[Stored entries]
----

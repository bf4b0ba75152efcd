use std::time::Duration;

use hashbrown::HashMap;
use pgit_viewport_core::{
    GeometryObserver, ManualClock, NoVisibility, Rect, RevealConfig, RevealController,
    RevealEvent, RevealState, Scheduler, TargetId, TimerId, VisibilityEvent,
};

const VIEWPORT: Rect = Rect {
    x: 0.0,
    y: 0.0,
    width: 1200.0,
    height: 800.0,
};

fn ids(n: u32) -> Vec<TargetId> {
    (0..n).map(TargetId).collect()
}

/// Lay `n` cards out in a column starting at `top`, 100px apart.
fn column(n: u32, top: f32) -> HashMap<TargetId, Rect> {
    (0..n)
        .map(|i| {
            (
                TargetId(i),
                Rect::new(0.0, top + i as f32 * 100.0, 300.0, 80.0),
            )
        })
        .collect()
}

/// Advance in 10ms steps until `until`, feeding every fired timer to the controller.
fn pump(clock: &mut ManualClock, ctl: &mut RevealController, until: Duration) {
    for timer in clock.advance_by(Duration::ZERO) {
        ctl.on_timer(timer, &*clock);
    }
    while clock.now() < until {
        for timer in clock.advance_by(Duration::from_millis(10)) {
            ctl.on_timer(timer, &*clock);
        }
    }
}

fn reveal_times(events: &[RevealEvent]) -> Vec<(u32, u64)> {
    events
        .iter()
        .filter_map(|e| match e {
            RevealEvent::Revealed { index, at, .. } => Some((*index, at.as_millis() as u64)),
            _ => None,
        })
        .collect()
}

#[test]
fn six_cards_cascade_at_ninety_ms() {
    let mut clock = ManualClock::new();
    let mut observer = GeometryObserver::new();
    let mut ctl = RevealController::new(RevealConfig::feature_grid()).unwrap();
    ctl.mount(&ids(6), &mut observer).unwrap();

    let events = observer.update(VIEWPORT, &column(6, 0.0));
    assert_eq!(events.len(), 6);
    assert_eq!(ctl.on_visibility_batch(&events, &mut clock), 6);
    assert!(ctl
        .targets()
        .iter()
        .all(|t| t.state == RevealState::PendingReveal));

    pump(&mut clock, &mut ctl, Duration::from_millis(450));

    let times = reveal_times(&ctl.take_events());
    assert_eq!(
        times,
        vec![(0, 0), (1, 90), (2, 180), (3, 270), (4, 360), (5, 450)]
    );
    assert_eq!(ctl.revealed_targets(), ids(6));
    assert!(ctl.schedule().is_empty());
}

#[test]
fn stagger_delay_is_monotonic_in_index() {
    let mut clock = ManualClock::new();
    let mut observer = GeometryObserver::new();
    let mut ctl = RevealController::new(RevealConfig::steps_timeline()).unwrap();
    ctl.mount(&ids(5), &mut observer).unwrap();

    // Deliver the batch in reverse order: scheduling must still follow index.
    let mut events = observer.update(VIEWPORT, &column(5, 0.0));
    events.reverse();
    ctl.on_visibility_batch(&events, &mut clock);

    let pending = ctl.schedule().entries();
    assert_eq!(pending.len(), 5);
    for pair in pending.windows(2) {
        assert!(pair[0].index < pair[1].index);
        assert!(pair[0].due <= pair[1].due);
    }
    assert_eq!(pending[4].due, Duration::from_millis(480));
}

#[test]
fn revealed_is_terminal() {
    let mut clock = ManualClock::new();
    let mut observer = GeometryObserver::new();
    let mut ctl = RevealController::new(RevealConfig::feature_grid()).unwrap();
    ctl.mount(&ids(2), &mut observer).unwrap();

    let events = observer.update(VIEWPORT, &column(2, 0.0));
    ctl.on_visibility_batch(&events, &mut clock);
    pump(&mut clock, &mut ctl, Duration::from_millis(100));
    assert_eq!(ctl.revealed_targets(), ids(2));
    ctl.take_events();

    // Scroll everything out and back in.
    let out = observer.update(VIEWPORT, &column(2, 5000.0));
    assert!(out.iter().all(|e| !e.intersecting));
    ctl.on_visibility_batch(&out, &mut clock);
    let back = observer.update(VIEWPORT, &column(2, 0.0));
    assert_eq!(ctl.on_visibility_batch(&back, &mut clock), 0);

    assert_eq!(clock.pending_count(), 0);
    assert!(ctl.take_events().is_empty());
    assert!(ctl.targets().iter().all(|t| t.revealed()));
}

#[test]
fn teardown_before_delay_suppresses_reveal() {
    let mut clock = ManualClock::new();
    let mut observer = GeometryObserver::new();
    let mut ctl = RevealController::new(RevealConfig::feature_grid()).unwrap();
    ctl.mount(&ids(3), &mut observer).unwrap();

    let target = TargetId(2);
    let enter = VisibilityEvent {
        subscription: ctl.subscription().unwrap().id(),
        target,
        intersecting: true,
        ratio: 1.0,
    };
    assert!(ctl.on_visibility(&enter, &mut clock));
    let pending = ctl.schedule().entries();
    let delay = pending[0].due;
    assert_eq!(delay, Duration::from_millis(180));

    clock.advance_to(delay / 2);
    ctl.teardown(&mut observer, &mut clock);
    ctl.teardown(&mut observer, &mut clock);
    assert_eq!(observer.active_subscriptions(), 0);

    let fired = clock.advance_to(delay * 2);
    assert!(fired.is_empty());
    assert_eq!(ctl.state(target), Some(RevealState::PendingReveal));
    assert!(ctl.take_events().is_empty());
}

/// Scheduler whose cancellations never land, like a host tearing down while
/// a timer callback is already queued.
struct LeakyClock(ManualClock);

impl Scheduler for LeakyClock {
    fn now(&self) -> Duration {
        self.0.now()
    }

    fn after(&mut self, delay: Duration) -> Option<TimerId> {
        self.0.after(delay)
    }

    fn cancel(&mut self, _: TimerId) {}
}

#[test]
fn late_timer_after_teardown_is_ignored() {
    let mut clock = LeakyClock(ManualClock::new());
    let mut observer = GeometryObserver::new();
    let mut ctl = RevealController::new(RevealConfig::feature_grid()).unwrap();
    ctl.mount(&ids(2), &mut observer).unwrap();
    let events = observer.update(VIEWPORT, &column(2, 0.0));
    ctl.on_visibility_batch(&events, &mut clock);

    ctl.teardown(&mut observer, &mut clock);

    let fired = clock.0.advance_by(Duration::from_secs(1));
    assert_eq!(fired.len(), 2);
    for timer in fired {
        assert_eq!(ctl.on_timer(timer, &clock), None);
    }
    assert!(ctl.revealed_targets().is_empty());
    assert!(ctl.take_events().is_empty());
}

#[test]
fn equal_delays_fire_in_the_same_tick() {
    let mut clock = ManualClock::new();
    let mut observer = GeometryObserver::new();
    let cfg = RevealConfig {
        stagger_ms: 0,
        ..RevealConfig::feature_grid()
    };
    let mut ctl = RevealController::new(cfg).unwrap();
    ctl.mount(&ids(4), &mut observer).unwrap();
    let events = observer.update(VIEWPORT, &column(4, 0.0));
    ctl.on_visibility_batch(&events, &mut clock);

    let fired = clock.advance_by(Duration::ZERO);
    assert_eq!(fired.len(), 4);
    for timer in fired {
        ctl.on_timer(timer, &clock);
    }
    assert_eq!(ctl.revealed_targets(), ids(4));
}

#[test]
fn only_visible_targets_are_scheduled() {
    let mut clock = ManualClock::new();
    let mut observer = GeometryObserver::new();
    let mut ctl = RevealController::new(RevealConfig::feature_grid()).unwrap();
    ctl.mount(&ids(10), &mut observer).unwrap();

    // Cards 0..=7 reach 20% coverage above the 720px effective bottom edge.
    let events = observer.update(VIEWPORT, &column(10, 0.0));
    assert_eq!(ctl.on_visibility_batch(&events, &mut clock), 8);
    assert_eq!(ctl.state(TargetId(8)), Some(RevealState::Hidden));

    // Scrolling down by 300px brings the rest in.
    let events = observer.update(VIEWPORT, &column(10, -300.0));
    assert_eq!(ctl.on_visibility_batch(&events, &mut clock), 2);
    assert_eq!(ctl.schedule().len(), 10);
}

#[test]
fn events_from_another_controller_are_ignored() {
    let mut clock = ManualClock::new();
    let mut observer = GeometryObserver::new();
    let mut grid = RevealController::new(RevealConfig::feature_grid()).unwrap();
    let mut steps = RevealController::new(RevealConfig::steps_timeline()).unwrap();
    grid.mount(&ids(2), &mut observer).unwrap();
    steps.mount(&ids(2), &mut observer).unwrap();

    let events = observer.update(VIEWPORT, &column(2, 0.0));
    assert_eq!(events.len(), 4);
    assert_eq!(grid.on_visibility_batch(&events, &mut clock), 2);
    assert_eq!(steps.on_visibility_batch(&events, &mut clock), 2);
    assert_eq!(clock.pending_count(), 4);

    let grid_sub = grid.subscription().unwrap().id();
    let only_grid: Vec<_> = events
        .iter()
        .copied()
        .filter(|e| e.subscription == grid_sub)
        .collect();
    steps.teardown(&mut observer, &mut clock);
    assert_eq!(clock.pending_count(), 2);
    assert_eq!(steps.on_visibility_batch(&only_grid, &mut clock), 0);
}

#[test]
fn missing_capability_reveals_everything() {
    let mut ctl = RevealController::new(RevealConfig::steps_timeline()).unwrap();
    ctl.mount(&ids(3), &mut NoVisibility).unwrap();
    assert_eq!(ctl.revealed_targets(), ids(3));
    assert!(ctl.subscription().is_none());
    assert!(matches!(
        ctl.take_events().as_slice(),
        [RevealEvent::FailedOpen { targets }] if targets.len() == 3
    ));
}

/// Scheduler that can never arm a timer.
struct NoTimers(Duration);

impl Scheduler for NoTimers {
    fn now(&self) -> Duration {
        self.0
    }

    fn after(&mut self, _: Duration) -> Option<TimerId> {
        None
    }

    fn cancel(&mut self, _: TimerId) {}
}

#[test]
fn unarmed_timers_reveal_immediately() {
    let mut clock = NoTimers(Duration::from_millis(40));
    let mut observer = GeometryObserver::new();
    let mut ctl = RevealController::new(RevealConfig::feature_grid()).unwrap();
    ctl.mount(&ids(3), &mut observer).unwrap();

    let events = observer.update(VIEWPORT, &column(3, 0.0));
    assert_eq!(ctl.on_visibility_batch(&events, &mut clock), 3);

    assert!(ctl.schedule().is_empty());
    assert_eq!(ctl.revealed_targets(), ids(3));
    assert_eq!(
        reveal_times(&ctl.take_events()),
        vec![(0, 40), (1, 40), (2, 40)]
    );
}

----

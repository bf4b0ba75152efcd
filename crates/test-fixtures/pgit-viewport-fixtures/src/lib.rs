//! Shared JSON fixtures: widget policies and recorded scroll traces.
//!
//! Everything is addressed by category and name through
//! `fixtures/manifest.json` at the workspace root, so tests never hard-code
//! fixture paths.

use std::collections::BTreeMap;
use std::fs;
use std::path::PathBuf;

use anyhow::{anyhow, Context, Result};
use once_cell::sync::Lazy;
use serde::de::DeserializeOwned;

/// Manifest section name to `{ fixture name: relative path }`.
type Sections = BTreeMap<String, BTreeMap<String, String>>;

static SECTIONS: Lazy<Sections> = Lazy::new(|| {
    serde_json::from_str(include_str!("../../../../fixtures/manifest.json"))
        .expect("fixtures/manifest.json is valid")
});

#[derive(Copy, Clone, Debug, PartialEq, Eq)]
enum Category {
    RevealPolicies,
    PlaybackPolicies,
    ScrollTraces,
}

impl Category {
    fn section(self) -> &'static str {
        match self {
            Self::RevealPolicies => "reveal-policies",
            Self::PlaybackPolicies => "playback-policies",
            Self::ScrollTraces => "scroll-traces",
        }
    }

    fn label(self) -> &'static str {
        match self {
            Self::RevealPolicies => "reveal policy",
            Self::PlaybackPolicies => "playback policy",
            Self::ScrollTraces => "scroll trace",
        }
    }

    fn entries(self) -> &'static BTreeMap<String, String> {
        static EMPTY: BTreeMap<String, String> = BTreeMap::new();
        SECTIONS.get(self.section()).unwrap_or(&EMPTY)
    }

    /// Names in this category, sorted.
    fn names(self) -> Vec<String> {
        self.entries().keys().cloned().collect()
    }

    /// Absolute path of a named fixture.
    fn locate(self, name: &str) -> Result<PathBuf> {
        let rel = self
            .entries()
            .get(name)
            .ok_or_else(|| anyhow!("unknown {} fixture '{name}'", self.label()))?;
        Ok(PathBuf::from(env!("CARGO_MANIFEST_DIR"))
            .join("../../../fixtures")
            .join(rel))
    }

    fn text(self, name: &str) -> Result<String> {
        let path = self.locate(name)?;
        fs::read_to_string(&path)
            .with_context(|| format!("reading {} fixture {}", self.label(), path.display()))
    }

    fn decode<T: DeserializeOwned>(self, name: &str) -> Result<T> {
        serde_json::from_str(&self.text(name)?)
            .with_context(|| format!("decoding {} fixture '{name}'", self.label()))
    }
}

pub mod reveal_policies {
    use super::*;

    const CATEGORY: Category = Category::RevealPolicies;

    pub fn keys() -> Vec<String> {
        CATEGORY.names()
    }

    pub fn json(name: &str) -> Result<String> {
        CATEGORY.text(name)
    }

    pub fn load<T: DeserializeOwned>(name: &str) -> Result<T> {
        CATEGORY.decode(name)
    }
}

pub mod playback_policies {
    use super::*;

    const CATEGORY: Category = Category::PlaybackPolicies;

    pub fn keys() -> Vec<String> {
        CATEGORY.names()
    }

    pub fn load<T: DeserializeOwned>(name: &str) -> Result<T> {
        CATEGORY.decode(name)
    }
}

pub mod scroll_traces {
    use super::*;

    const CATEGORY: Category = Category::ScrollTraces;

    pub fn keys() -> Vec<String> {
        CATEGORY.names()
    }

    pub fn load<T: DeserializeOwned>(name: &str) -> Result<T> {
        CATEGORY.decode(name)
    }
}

----

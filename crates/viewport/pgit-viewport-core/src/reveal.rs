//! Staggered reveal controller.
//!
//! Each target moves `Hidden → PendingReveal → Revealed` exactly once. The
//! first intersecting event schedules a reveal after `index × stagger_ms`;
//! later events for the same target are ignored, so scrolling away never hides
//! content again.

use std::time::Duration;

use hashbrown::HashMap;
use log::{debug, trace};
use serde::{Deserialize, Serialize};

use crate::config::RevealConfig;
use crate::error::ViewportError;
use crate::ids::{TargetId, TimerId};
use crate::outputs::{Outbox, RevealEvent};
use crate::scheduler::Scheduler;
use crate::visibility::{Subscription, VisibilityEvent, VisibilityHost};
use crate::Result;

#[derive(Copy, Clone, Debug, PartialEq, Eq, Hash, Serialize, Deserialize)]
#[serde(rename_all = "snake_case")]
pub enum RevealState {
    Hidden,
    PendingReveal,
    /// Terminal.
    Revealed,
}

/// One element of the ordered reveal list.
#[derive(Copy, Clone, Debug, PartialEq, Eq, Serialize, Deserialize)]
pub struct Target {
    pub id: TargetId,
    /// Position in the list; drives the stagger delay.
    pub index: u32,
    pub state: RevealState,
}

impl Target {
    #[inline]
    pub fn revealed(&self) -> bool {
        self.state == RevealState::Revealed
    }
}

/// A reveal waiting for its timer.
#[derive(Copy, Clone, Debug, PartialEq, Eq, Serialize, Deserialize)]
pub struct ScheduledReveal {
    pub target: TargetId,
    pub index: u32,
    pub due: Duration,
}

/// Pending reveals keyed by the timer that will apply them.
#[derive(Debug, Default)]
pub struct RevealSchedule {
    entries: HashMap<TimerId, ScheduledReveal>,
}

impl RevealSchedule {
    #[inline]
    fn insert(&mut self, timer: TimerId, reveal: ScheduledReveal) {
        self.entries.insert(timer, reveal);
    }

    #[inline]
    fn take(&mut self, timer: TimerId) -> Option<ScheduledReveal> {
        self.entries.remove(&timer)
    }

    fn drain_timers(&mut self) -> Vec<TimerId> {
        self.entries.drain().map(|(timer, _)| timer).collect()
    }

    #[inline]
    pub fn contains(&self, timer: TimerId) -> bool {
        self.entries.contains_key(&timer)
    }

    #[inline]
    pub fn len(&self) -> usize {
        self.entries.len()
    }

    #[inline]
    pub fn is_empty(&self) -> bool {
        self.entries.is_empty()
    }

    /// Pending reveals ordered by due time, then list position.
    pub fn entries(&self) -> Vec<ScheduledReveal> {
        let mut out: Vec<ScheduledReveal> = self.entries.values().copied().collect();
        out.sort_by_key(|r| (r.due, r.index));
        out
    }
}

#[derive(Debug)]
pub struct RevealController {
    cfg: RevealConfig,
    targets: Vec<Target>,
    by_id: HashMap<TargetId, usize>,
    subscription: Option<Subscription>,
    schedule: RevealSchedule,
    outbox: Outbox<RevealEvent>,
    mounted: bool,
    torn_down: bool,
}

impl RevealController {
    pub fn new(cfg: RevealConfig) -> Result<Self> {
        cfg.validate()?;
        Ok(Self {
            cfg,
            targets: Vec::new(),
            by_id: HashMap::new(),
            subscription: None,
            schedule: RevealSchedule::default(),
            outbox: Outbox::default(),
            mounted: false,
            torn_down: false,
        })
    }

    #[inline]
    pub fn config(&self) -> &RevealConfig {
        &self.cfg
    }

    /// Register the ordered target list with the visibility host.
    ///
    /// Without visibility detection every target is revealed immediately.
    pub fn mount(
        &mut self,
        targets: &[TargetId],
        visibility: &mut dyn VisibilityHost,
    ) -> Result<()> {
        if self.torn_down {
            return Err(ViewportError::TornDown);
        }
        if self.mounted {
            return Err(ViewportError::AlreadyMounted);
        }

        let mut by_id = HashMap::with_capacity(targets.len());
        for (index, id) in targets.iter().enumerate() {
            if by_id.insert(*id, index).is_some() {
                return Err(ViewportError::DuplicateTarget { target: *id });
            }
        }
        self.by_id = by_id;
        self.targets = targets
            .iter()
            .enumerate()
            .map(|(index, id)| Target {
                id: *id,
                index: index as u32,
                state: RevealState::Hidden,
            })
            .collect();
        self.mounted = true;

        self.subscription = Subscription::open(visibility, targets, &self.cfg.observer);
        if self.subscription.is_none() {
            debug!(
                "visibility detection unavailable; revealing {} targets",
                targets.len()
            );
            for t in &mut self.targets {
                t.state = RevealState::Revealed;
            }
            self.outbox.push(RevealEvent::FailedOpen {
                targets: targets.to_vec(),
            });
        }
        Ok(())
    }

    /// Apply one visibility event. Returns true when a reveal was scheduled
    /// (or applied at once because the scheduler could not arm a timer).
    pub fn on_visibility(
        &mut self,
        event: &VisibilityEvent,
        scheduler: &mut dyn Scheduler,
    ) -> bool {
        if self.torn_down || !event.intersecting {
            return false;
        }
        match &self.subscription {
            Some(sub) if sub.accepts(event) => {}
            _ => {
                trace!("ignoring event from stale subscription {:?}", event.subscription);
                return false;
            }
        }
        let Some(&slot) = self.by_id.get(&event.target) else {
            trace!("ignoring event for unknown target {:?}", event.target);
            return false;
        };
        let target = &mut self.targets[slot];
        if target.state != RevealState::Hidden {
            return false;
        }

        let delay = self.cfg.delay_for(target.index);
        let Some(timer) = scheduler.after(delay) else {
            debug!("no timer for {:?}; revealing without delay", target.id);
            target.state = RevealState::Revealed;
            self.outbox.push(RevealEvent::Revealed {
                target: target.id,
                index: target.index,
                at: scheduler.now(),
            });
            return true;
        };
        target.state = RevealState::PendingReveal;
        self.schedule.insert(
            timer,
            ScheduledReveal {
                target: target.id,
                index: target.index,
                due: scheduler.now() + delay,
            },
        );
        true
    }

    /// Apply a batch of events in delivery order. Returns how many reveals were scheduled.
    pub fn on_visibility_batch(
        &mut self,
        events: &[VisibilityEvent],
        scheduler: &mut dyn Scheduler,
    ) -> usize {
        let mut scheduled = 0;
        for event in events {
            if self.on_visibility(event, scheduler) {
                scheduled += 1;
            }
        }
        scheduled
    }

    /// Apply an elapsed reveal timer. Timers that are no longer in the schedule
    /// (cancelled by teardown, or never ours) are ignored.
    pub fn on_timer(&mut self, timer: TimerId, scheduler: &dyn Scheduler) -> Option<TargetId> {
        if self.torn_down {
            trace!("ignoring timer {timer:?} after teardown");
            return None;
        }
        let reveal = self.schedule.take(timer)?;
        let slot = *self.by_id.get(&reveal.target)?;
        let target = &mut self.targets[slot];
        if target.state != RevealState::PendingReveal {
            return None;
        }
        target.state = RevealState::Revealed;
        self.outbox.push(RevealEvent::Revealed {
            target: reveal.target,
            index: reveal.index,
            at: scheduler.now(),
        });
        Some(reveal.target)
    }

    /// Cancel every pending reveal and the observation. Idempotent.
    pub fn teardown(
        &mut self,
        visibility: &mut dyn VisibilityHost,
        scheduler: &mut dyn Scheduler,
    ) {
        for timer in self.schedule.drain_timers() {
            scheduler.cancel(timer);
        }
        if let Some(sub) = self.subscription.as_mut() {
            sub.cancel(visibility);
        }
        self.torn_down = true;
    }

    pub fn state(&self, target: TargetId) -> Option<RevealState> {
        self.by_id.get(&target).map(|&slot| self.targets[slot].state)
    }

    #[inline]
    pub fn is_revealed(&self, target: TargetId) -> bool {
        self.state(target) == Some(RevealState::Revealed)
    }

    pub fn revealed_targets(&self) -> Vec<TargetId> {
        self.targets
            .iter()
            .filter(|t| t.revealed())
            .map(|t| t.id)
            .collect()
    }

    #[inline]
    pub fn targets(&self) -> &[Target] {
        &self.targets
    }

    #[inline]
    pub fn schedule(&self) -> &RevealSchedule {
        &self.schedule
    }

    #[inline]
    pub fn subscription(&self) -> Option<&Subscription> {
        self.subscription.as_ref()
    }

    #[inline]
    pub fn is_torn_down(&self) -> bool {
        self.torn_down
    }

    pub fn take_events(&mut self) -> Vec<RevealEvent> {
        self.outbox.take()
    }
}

----

• [TASK DETAILS] The required output is every line above from the one with "ctl.mount(&ids(6), &mut observer).unwrap();" down to the one with "ctl.mount(&ids(5), &mut observer).unwrap();", restated word for word, ends included.

• [EXERCISE RESPONSE]
    ctl.mount(&ids(6), &mut observer).unwrap();

    let events = observer.update(VIEWPORT, &column(6, 0.0));
    assert_eq!(events.len(), 6);
    assert_eq!(ctl.on_visibility_batch(&events, &mut clock), 6);
    assert!(ctl
        .targets()
        .iter()
        .all(|t| t.state == RevealState::PendingReveal));

    pump(&mut clock, &mut ctl, Duration::from_millis(450));

    let times = reveal_times(&ctl.take_events());
    assert_eq!(
        times,
        vec![(0, 0), (1, 90), (2, 180), (3, 270), (4, 360), (5, 450)]
    );
    assert_eq!(ctl.revealed_targets(), ids(6));
    assert!(ctl.schedule().is_empty());
}

#[test]
fn stagger_delay_is_monotonic_in_index() {
    let mut clock = ManualClock::new();
    let mut observer = GeometryObserver::new();
    let mut ctl = RevealController::new(RevealConfig::steps_timeline()).unwrap();
    ctl.mount(&ids(5), &mut observer).unwrap();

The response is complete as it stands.